Solaris x86 rootnex warning in syslog

Your probably here because you searched for "x86 rootnex warning" or something like that on google. :-) If so, you came to the right place. I'm including below, a slightly edited heads up message that I sent out when I putback the bug fix related to this warning. It gives some details on the warning.

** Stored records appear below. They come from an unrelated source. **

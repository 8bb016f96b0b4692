use rand::Rng;

use crate::board::GRID_WIDTH;
use crate::geometry::{rotate90, translate, Offset};

/// Number of cells in every tetromino.
pub const PIECE_CELLS: usize = 4;

// ============================================================================
// Shape Table
// ============================================================================

#[derive(Clone, Copy, PartialEq, Eq, Debug, Hash)]
pub enum TetrominoType {
    I,
    O,
    T,
    S,
    Z,
    J,
    L,
}

impl TetrominoType {
    pub const ALL: [TetrominoType; 7] = [
        TetrominoType::I,
        TetrominoType::O,
        TetrominoType::T,
        TetrominoType::S,
        TetrominoType::Z,
        TetrominoType::J,
        TetrominoType::L,
    ];

    /// Cells of the unrotated shape, relative to the piece origin.
    pub const fn base_shape(self) -> [Offset; PIECE_CELLS] {
        const fn o(x: i16, y: i16) -> Offset {
            Offset::new(x, y)
        }
        match self {
            TetrominoType::I => [o(0, 0), o(1, 0), o(2, 0), o(3, 0)],
            TetrominoType::O => [o(0, 0), o(1, 0), o(0, 1), o(1, 1)],
            TetrominoType::T => [o(0, 0), o(1, 0), o(2, 0), o(1, 1)],
            TetrominoType::S => [o(1, 0), o(2, 0), o(0, 1), o(1, 1)],
            TetrominoType::Z => [o(0, 0), o(1, 0), o(1, 1), o(2, 1)],
            TetrominoType::J => [o(0, 0), o(0, 1), o(1, 1), o(2, 1)],
            TetrominoType::L => [o(2, 0), o(0, 1), o(1, 1), o(2, 1)],
        }
    }

    /// Columns spanned by the unrotated shape.
    pub fn width(self) -> i16 {
        self.base_shape().iter().map(|cell| cell.x).max().unwrap_or(0) + 1
    }

    pub fn random<R: Rng + ?Sized>(rng: &mut R) -> Self {
        Self::ALL[rng.gen_range(0..Self::ALL.len())]
    }
}

/// Where a new piece of `kind` appears on a grid of the given width: centred
/// by the shape's own width (odd leftovers go right), top row of the shape on
/// the top visible row.
pub fn spawn_origin(grid_width: usize, kind: TetrominoType) -> Offset {
    let grid_width = i16::try_from(grid_width).unwrap_or(i16::MAX);
    Offset::new((grid_width - kind.width()).max(0) / 2, 0)
}

// ============================================================================
// Piece
// ============================================================================

/// A falling tetromino.
///
/// The shape is kept relative to `origin` so rotation always turns about the
/// piece's own origin, never about the board corner. There are no wall kicks:
/// a quarter turn that collides is simply rejected, and shapes drift
/// sideways as they turn because the pivot is a corner cell rather than the
/// shape's centre.
///
/// `moved` and `rotated` return candidates. Nothing here checks the board;
/// the engine validates a candidate and only then replaces its piece.
#[derive(Clone, Copy, PartialEq, Eq, Debug)]
pub struct Piece {
    pub tetromino_type: TetrominoType,
    pub origin: Offset,
    pub rotation: u8,
    shape: [Offset; PIECE_CELLS],
}

impl Piece {
    /// New piece at the spawn origin of a default-width grid.
    pub fn spawn(tetromino_type: TetrominoType) -> Self {
        Self::spawn_at(tetromino_type, spawn_origin(GRID_WIDTH, tetromino_type))
    }

    pub fn spawn_at(tetromino_type: TetrominoType, origin: Offset) -> Self {
        Self {
            tetromino_type,
            origin,
            rotation: 0,
            shape: tetromino_type.base_shape(),
        }
    }

    /// Absolute board coordinates of the four cells, in shape order.
    pub fn cells(&self) -> [Offset; PIECE_CELLS] {
        translate(&self.shape, self.origin.x, self.origin.y)
    }

    /// Cells relative to the origin, after the current rotation.
    pub fn local_cells(&self) -> [Offset; PIECE_CELLS] {
        self.shape
    }

    pub fn moved(&self, dx: i16, dy: i16) -> Self {
        Self {
            origin: self.origin.shifted(dx, dy),
            ..*self
        }
    }

    pub fn rotated(&self) -> Self {
        Self {
            rotation: (self.rotation + 1) % 4,
            shape: self.shape.map(rotate90),
            ..*self
        }
    }
}
use std::io::{self, Write};

use crate::board::{Board, CellState};
use crate::game::GameState;
use crate::piece::Piece;

/// Read-only view of one tick's result, handed to a `Renderer`.
#[derive(Clone, Copy, Debug)]
pub struct Snapshot<'a> {
    pub board: &'a Board,
    pub piece: &'a Piece,
    pub score: u32,
    pub level: u32,
    pub lines_cleared: u32,
    pub state: GameState,
}

impl Snapshot<'_> {
    /// The visible rows with the current piece drawn over the settled cells.
    /// Piece cells above the top row are not shown.
    pub fn visible_grid(&self) -> Vec<Vec<CellState>> {
        let mut grid = self.board.rows().to_vec();
        let kind = self.piece.tetromino_type;

        for cell in self.piece.cells() {
            if let (Ok(x), Ok(y)) = (usize::try_from(cell.x), usize::try_from(cell.y)) {
                if let Some(slot) = grid.get_mut(y).and_then(|row| row.get_mut(x)) {
                    *slot = CellState::Filled(kind);
                }
            }
        }

        grid
    }
}

pub trait Renderer {
    /// Draws one full frame. Called once per tick.
    fn draw(&mut self, snapshot: &Snapshot<'_>) -> io::Result<()>;
}

/// Plain-text frame: a score line, then one `|...|` line per row with `[]`
/// for filled cells.
pub fn text_frame(snapshot: &Snapshot<'_>) -> Vec<String> {
    let mut lines = Vec::with_capacity(snapshot.board.height() + 1);
    lines.push(format!("Score: {} Level: {}", snapshot.score, snapshot.level));

    for row in snapshot.visible_grid() {
        let mut line = String::with_capacity(row.len() * 2 + 2);
        line.push('|');
        for cell in row {
            line.push_str(if cell.is_filled() { "[]" } else { "  " });
        }
        line.push('|');
        lines.push(line);
    }

    lines
}

/// Writes text frames to any `Write` sink, e.g. a log file or a buffer.
pub struct TextRenderer<W: Write> {
    out: W,
}

impl<W: Write> TextRenderer<W> {
    pub fn new(out: W) -> Self {
        Self { out }
    }

    pub fn into_inner(self) -> W {
        self.out
    }
}

impl<W: Write> Renderer for TextRenderer<W> {
    fn draw(&mut self, snapshot: &Snapshot<'_>) -> io::Result<()> {
        for line in text_frame(snapshot) {
            writeln!(self.out, "{line}")?;
        }
        self.out.flush()
    }
}
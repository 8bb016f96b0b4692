use std::cell::Cell;
use std::thread;
use std::time::{Duration, Instant};

/// Monotonic time source plus the delay used between ticks.
///
/// Gravity is measured against `now`, so a coarse or late `sleep` never
/// changes how fast pieces fall.
pub trait Clock {
    /// Time elapsed since the clock was created.
    fn now(&self) -> Duration;

    fn sleep(&self, duration: Duration);
}

pub struct MonotonicClock {
    start: Instant,
}

impl MonotonicClock {
    pub fn new() -> Self {
        Self {
            start: Instant::now(),
        }
    }
}

impl Default for MonotonicClock {
    fn default() -> Self {
        Self::new()
    }
}

impl Clock for MonotonicClock {
    fn now(&self) -> Duration {
        self.start.elapsed()
    }

    fn sleep(&self, duration: Duration) {
        thread::sleep(duration);
    }
}

/// Clock that only moves when told to. Sleeping advances it instantly.
#[derive(Default)]
pub struct ManualClock {
    now: Cell<Duration>,
}

impl ManualClock {
    pub fn new() -> Self {
        Self::default()
    }

    pub fn advance(&self, by: Duration) {
        self.now.set(self.now.get() + by);
    }
}

impl Clock for ManualClock {
    fn now(&self) -> Duration {
        self.now.get()
    }

    fn sleep(&self, duration: Duration) {
        self.advance(duration);
    }
}
//! Falling-block puzzle game engine with a terminal front end.
//!
//! The engine (`geometry`, `piece`, `board`, `game`) is pure state: it never
//! touches the terminal or the system clock. Terminal glue lives behind the
//! `InputSource`, `Renderer` and `Clock` seams so a whole session can run
//! headless.

pub mod board;
pub mod clock;
pub mod config;
pub mod game;
pub mod geometry;
pub mod input;
pub mod piece;
pub mod render;
pub mod session;
pub mod ui;
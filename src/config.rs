use std::time::Duration;

use clap::Parser;

use crate::board::{GRID_HEIGHT, GRID_WIDTH};

/// Narrowest board the CLI accepts: the I piece needs four columns.
pub const MIN_WIDTH: u16 = 4;
pub const MAX_WIDTH: u16 = 30;
pub const MIN_HEIGHT: u16 = 4;
pub const MAX_HEIGHT: u16 = 40;

#[derive(Debug, Clone, Parser)]
#[command(author, version, about = "Falling-block puzzle game for the terminal", long_about = None)]
pub struct Config {
    /// Seed for the piece randomizer (random when omitted)
    #[arg(long)]
    pub seed: Option<u64>,

    /// Board width in cells
    #[arg(long, default_value_t = GRID_WIDTH as u16, value_parser = clap::value_parser!(u16).range(i64::from(MIN_WIDTH)..=i64::from(MAX_WIDTH)))]
    pub width: u16,

    /// Board height in cells
    #[arg(long, default_value_t = GRID_HEIGHT as u16, value_parser = clap::value_parser!(u16).range(i64::from(MIN_HEIGHT)..=i64::from(MAX_HEIGHT)))]
    pub height: u16,

    /// Milliseconds between input polls and redraws
    #[arg(long, default_value_t = 50, value_parser = clap::value_parser!(u64).range(1..=1000))]
    pub poll_ms: u64,
}

impl Config {
    pub fn poll_interval(&self) -> Duration {
        Duration::from_millis(self.poll_ms)
    }
}

impl Default for Config {
    fn default() -> Self {
        Self {
            seed: None,
            width: GRID_WIDTH as u16,
            height: GRID_HEIGHT as u16,
            poll_ms: 50,
        }
    }
}

#[cfg(test)]
mod tests {
    use super::*;

    #[test]
    fn defaults_match_parser_defaults() {
        let parsed = Config::parse_from(["blockfall"]);
        let default = Config::default();
        assert_eq!(parsed.width, default.width);
        assert_eq!(parsed.height, default.height);
        assert_eq!(parsed.poll_ms, default.poll_ms);
        assert_eq!(parsed.seed, None);
    }

    #[test]
    fn rejects_too_narrow_board() {
        assert!(Config::try_parse_from(["blockfall", "--width", "3"]).is_err());
    }

    #[test]
    fn reads_seed_and_size() {
        let parsed = Config::parse_from(["blockfall", "--seed", "7", "--width", "12", "--height", "22"]);
        assert_eq!(parsed.seed, Some(7));
        assert_eq!(parsed.poll_interval(), Duration::from_millis(50));
        assert_eq!((parsed.width, parsed.height), (12, 22));
    }
}
//! Key mapping from terminal events to game commands.

use std::collections::VecDeque;
use std::io;
use std::time::Duration;

use crossterm::event::{self, Event, KeyCode, KeyEvent, KeyEventKind, KeyModifiers};

use crate::game::Command;

/// Source of at most one command per tick.
pub trait InputSource {
    /// Returns the next pending command without blocking, or
    /// `Command::None` when nothing is pending.
    fn poll(&mut self) -> io::Result<Command>;
}

/// Map a key press to a command. Anything unrecognised is `Command::None`.
pub fn command_for_key(key: KeyEvent) -> Command {
    if key.kind != KeyEventKind::Press {
        return Command::None;
    }
    if key.code == KeyCode::Char('c') && key.modifiers.contains(KeyModifiers::CONTROL) {
        return Command::Quit;
    }

    match key.code {
        KeyCode::Left | KeyCode::Char('a') | KeyCode::Char('A') | KeyCode::Char('h') | KeyCode::Char('H') => {
            Command::MoveLeft
        }
        KeyCode::Right | KeyCode::Char('d') | KeyCode::Char('D') | KeyCode::Char('l') | KeyCode::Char('L') => {
            Command::MoveRight
        }
        KeyCode::Down | KeyCode::Char('s') | KeyCode::Char('S') | KeyCode::Char('j') | KeyCode::Char('J') => {
            Command::SoftDrop
        }
        KeyCode::Up | KeyCode::Char('w') | KeyCode::Char('W') | KeyCode::Char('k') | KeyCode::Char('K') => {
            Command::Rotate
        }
        KeyCode::Char(' ') => Command::HardDrop,
        KeyCode::Char('p') | KeyCode::Char('P') => Command::Pause,
        KeyCode::Esc | KeyCode::Char('q') | KeyCode::Char('Q') => Command::Quit,
        _ => Command::None,
    }
}

/// Reads crossterm events without waiting. Non-key events map to `None`.
#[derive(Default)]
pub struct TerminalInput;

impl InputSource for TerminalInput {
    fn poll(&mut self) -> io::Result<Command> {
        if !event::poll(Duration::ZERO)? {
            return Ok(Command::None);
        }
        match event::read()? {
            Event::Key(key) => Ok(command_for_key(key)),
            _ => Ok(Command::None),
        }
    }
}

/// Replays a fixed list of commands, then reports `None` forever.
#[derive(Default)]
pub struct ScriptedInput {
    commands: VecDeque<Command>,
}

impl ScriptedInput {
    pub fn new(commands: impl IntoIterator<Item = Command>) -> Self {
        Self {
            commands: commands.into_iter().collect(),
        }
    }

    pub fn is_empty(&self) -> bool {
        self.commands.is_empty()
    }
}

impl InputSource for ScriptedInput {
    fn poll(&mut self) -> io::Result<Command> {
        Ok(self.commands.pop_front().unwrap_or(Command::None))
    }
}

#[cfg(test)]
mod tests {
    use super::*;
    use crossterm::event::KeyEventState;

    #[test]
    fn movement_keys() {
        assert_eq!(command_for_key(KeyEvent::from(KeyCode::Left)), Command::MoveLeft);
        assert_eq!(command_for_key(KeyEvent::from(KeyCode::Char('d'))), Command::MoveRight);
        assert_eq!(command_for_key(KeyEvent::from(KeyCode::Char('J'))), Command::SoftDrop);
        assert_eq!(command_for_key(KeyEvent::from(KeyCode::Up)), Command::Rotate);
        assert_eq!(command_for_key(KeyEvent::from(KeyCode::Char(' '))), Command::HardDrop);
    }

    #[test]
    fn quit_and_pause_keys() {
        assert_eq!(command_for_key(KeyEvent::from(KeyCode::Esc)), Command::Quit);
        assert_eq!(
            command_for_key(KeyEvent::new(KeyCode::Char('c'), KeyModifiers::CONTROL)),
            Command::Quit
        );
        assert_eq!(command_for_key(KeyEvent::from(KeyCode::Char('p'))), Command::Pause);
    }

    #[test]
    fn unknown_keys_and_releases_are_ignored() {
        assert_eq!(command_for_key(KeyEvent::from(KeyCode::Char('x'))), Command::None);
        assert_eq!(command_for_key(KeyEvent::from(KeyCode::F(5))), Command::None);

        let release = KeyEvent {
            code: KeyCode::Left,
            modifiers: KeyModifiers::NONE,
            kind: KeyEventKind::Release,
            state: KeyEventState::NONE,
        };
        assert_eq!(command_for_key(release), Command::None);
    }

    #[test]
    fn scripted_input_runs_dry() {
        let mut input = ScriptedInput::new([Command::Rotate]);
        assert_eq!(input.poll().unwrap(), Command::Rotate);
        assert_eq!(input.poll().unwrap(), Command::None);
    }
}
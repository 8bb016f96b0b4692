use anyhow::{Context, Result};
use clap::Parser;

use blockfall::{
    clock::MonotonicClock,
    config::Config,
    game::{Game, RandomPieceProvider},
    input::TerminalInput,
    session::Session,
    ui::TerminalRenderer,
};

fn main() -> Result<()> {
    let config = Config::parse();

    let provider = RandomPieceProvider::new(config.seed);
    let game = Game::with_dimensions(
        usize::from(config.width),
        usize::from(config.height),
        Box::new(provider),
    );

    let mut renderer = TerminalRenderer::enter().context("failed to set up the terminal")?;
    let mut input = TerminalInput;
    let clock = MonotonicClock::new();

    let result = Session::new(game, &mut input, &mut renderer, &clock)
        .with_poll_interval(config.poll_interval())
        .run();

    // Always try to restore terminal state.
    let restored = renderer.exit();
    let score = result.context("terminal session failed")?;
    restored.context("failed to restore the terminal")?;

    println!("Game Over! Score: {score}");
    Ok(())
}
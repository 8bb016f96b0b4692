/// A column/row pair. Used both for cell offsets relative to a piece origin
/// and for absolute board coordinates; rows grow downwards.
#[derive(Clone, Copy, PartialEq, Eq, Debug, Hash, Default)]
pub struct Offset {
    pub x: i16,
    pub y: i16,
}

impl Offset {
    pub const fn new(x: i16, y: i16) -> Self {
        Self { x, y }
    }

    pub const fn shifted(self, dx: i16, dy: i16) -> Self {
        Self {
            x: self.x + dx,
            y: self.y + dy,
        }
    }
}

/// Quarter turn about the local origin: (x, y) -> (-y, x).
pub const fn rotate90(offset: Offset) -> Offset {
    Offset {
        x: -offset.y,
        y: offset.x,
    }
}

/// Returns a shifted copy of `cells`; the input is left untouched.
pub fn translate<const N: usize>(cells: &[Offset; N], dx: i16, dy: i16) -> [Offset; N] {
    std::array::from_fn(|i| cells[i].shifted(dx, dy))
}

But first, a little background. Towards the end of s10 development, I fixed a couple of old x86 rootnex bugs. One of these incorrectly passed a dma bind operation instead of failing it. This fix ended up finding a few driver bugs. Since we were getting relatively close to s10 RR, and this was a hard to diagnose problem, I ended up printing a warning when we hit this condition. We found a few 3rd party drivers with sgllen related bugs in Solaris Express after this was fixed.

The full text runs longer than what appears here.